U.S. strategic communications firm

Orion Strategies LLC is a strategic communications firm that provides public relations, lobbying and advocacy. The firm also has a research division that conducts polling and focus groups and a creative division for video, graphic design and digital.

==History==
Orion Strategies was founded in 2007 by Curtis Wilkerson. The company has locations in Washington, DC; Harrisburg, PA; Columbus, OH; Charleston, WV; Buckhannon, WV; and Martinsburg, WV.

==Activities==
Orion Strategies provides strategic communication services to its clients. This includes public relations, bipartisan federal and state lobbying, grassroots advocacy, media relations, creative services, opinion polling and research.

===Polling===
Orion has carried out non-partisan polling for a number of organizations including the West Virginia Chamber of Commerce and news organizations including The State Journal. FiveThirtyEight gave Orion Strategies a B− ranking in its review of pollsters in the USA.
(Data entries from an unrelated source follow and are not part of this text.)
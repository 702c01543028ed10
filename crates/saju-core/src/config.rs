//! 설정 관리.
//!
//! 이 모듈은 엔진 설정(채점 상수, 기간 순위 설정, 로깅)을 정의하고 관리합니다.
//! 채점 상수는 제품 튜닝 값이므로 코드에 기본값을 두고 파일/환경 변수로 덮어씁니다.

use rust_decimal::Decimal;
use rust_decimal_macros::dec;
use serde::{Deserialize, Serialize};
use std::path::Path;

/// 애플리케이션 설정.
#[derive(Debug, Clone, Default, Deserialize, Serialize)]
pub struct AppConfig {
    /// 로깅 설정
    #[serde(default)]
    pub logging: LoggingConfig,
    /// 월별 채점 상수
    #[serde(default)]
    pub scoring: ScoringWeights,
    /// 기간 순위 설정
    #[serde(default)]
    pub ranking: RankingConfig,
}

/// 로깅 설정.
#[derive(Debug, Clone, Deserialize, Serialize)]
pub struct LoggingConfig {
    /// 로그 레벨
    pub level: String,
    /// 로그 형식 (pretty, json, compact)
    pub format: String,
}

impl Default for LoggingConfig {
    fn default() -> Self {
        Self {
            level: "info".to_string(),
            format: "pretty".to_string(),
        }
    }
}

/// 월별 채점 상수 테이블.
///
/// 모든 가감점은 양수 크기로 저장하며, 불리 항목은 엔진이 차감합니다.
#[derive(Debug, Clone, PartialEq, Deserialize, Serialize)]
#[serde(default)]
pub struct ScoringWeights {
    /// 기본 점수
    pub base_score: i32,
    /// 유리 십신 가산
    pub favorable_sibsin: i32,
    /// 불리 십신 차감
    pub avoid_sibsin: i32,
    /// 유리 십이운성 가산
    pub favorable_stage: i32,
    /// 불리 십이운성 차감
    pub avoid_stage: i32,
    /// 이벤트 유리 오행 가산
    pub favorable_element: i32,
    /// 용신 오행 가산
    pub yongsin: i32,
    /// 기신 오행 차감
    pub kisin: i32,
    /// 절기 오행이 유리 오행일 때 가산
    pub solar_term_element: i32,
    /// 절기 오행이 용신일 때 가산
    pub solar_term_yongsin: i32,
    /// 지지 관계 점수 배율
    pub interaction_weight: Decimal,
    /// 대운 십신/운성 배율
    pub daeun_weight: Decimal,
    /// 대운-절기 오행 동기화 가산
    pub daeun_sync: i32,
    /// 진행 금성 별자리 가산
    pub progression_venus_sign: i32,
    /// 진행 금성 하우스 가산
    pub progression_venus_house: i32,
    /// 진행 태양 하우스 가산
    pub progression_sun_house: i32,
    /// 진행 달 위상 가산
    pub progression_moon_phase: i32,
    /// 최종 점수 하한 (None이면 제한 없음)
    pub min_score: Option<i32>,
    /// 최종 점수 상한 (None이면 제한 없음)
    pub max_score: Option<i32>,
}

impl Default for ScoringWeights {
    fn default() -> Self {
        Self {
            base_score: 50,
            favorable_sibsin: 10,
            avoid_sibsin: 10,
            favorable_stage: 8,
            avoid_stage: 8,
            favorable_element: 8,
            yongsin: 10,
            kisin: 10,
            solar_term_element: 5,
            solar_term_yongsin: 3,
            interaction_weight: dec!(1.0),
            daeun_weight: dec!(0.5),
            daeun_sync: 3,
            progression_venus_sign: 5,
            progression_venus_house: 4,
            progression_sun_house: 5,
            progression_moon_phase: 3,
            min_score: None,
            max_score: None,
        }
    }
}

/// 기간 순위 설정.
#[derive(Debug, Clone, PartialEq, Deserialize, Serialize)]
#[serde(default)]
pub struct RankingConfig {
    /// 이 점수를 초과하는 월만 기간에 포함
    pub threshold: i32,
    /// 반환할 최대 기간 수 (0 = 무제한)
    pub top_n: usize,
    /// 병렬 스캔 시 동시 실행 연도 수
    pub parallelism: usize,
}

impl Default for RankingConfig {
    fn default() -> Self {
        Self {
            threshold: 60,
            top_n: 0,
            parallelism: 4,
        }
    }
}

impl AppConfig {
    /// 파일과 환경 변수에서 설정을 로드합니다.
    ///
    /// 파일이 없으면 기본값을 사용합니다. 환경 변수는 `SAJU__SCORING__BASE_SCORE=55`처럼
    /// `SAJU` 접두사와 `__` 구분자를 사용합니다.
    pub fn load<P: AsRef<Path>>(path: P) -> Result<Self, config::ConfigError> {
        let builder = config::Config::builder()
            // 기본값으로 시작
            .set_default("logging.level", "info")?
            .set_default("logging.format", "pretty")?
            // 파일에서 로드 (선택)
            .add_source(config::File::from(path.as_ref()).required(false))
            // 환경 변수로 오버라이드
            .add_source(
                config::Environment::with_prefix("SAJU")
                    .separator("__")
                    .try_parsing(true),
            );

        let config = builder.build()?;
        config.try_deserialize()
    }

    /// 기본 경로에서 설정을 로드합니다.
    pub fn load_default() -> Result<Self, config::ConfigError> {
        Self::load("config/default.toml")
    }
}
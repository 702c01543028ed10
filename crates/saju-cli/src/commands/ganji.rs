//! 날짜의 사주 간지 조회.
//!
//! 연주/월주는 엔진과 같은 양력 월 근사를 사용합니다 (1월은 직전 해의 절기 주기).

use anyhow::Result;
use chrono::{Datelike, NaiveDate};
use saju_core::GanjiPair;
use saju_timing::{ganji_for_day, ganji_for_hour, ganji_for_month, ganji_for_year, solar_term_for};
use serde::Serialize;

use super::{to_json, OutputFormat};

/// 간지 조회 설정.
#[derive(Debug)]
pub struct GanjiConfig {
    pub date: NaiveDate,
    pub hour: Option<u32>,
    pub format: OutputFormat,
}

/// 하나의 기둥.
#[derive(Debug, Clone, Serialize)]
pub struct PillarInfo {
    pub label: &'static str,
    pub ganji: String,
    pub hanja: String,
    pub element: String,
    pub napeum: Option<String>,
}

impl PillarInfo {
    fn new(label: &'static str, pair: GanjiPair) -> Self {
        Self {
            label,
            ganji: pair.to_string(),
            hanja: pair.hanja(),
            element: pair.stem_element().to_string(),
            napeum: pair
                .napeum()
                .map(|n| format!("{}({}) {}", n.name, n.hanja, n.element)),
        }
    }
}

/// 간지 조회 결과.
#[derive(Debug, Clone, Serialize)]
pub struct GanjiReport {
    pub date: NaiveDate,
    pub solar_term: Option<String>,
    pub pillars: Vec<PillarInfo>,
}

/// 날짜의 연/월/일(/시) 기둥을 계산합니다.
pub fn build_report(date: NaiveDate, hour: Option<u32>) -> Result<GanjiReport> {
    let solar_year = if date.month() == 1 {
        date.year() - 1
    } else {
        date.year()
    };

    let day = ganji_for_day(date)?;
    let mut pillars = vec![
        PillarInfo::new("연주", ganji_for_year(solar_year)?),
        PillarInfo::new("월주", ganji_for_month(date.year(), date.month())?),
        PillarInfo::new("일주", day),
    ];
    if let Some(hour) = hour {
        pillars.push(PillarInfo::new("시주", ganji_for_hour(day.stem, hour)?));
    }

    Ok(GanjiReport {
        date,
        solar_term: solar_term_for(date).map(|t| t.to_string()),
        pillars,
    })
}

/// 간지 조회 실행.
pub fn run_ganji(config: GanjiConfig) -> Result<()> {
    let report = build_report(config.date, config.hour)?;
    let content = match config.format {
        OutputFormat::Table => format_table(&report),
        OutputFormat::Json => to_json(&report)?,
    };
    println!("{}", content);
    Ok(())
}

fn format_table(report: &GanjiReport) -> String {
    let mut output = String::new();
    output.push_str(&format!("날짜: {}\n", report.date));
    if let Some(term) = &report.solar_term {
        output.push_str(&format!("절기: {}\n", term));
    }
    output.push('\n');

    output.push_str(&format!(
        "{:<6} {:<8} {:<8} {:<10} {:<20}\n",
        "기둥", "간지", "한자", "천간오행", "납음"
    ));
    output.push_str(&"-".repeat(56));
    output.push('\n');

    for pillar in &report.pillars {
        output.push_str(&format!(
            "{:<6} {:<8} {:<8} {:<10} {:<20}\n",
            pillar.label,
            pillar.ganji,
            pillar.hanja,
            pillar.element,
            pillar.napeum.as_deref().unwrap_or("-")
        ));
    }

    output
}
===Natural gas industry===
Orion has conducted a significant amount of work for the natural gas industry. In 2018 it produced a series of reports arguing in favor of fracking. In 2021, Orion took credit for the passage of West Virginia's Critical Infrastructure Protection Act, a law it advanced on behalf of the American Fuel and Petrochemical Manufacturers, that created felony penalties for protests targeting oil and gas facilities and was described by its sponsor John Kelly as having been "requested by the natural gas industry".

==Criticisms==
In 2011, Politico Morning Tech spoke of Orion being an instrument of AT&T during the telecommunication firm's attempted merger with T-Mobile. Politico questioned the validity of this support.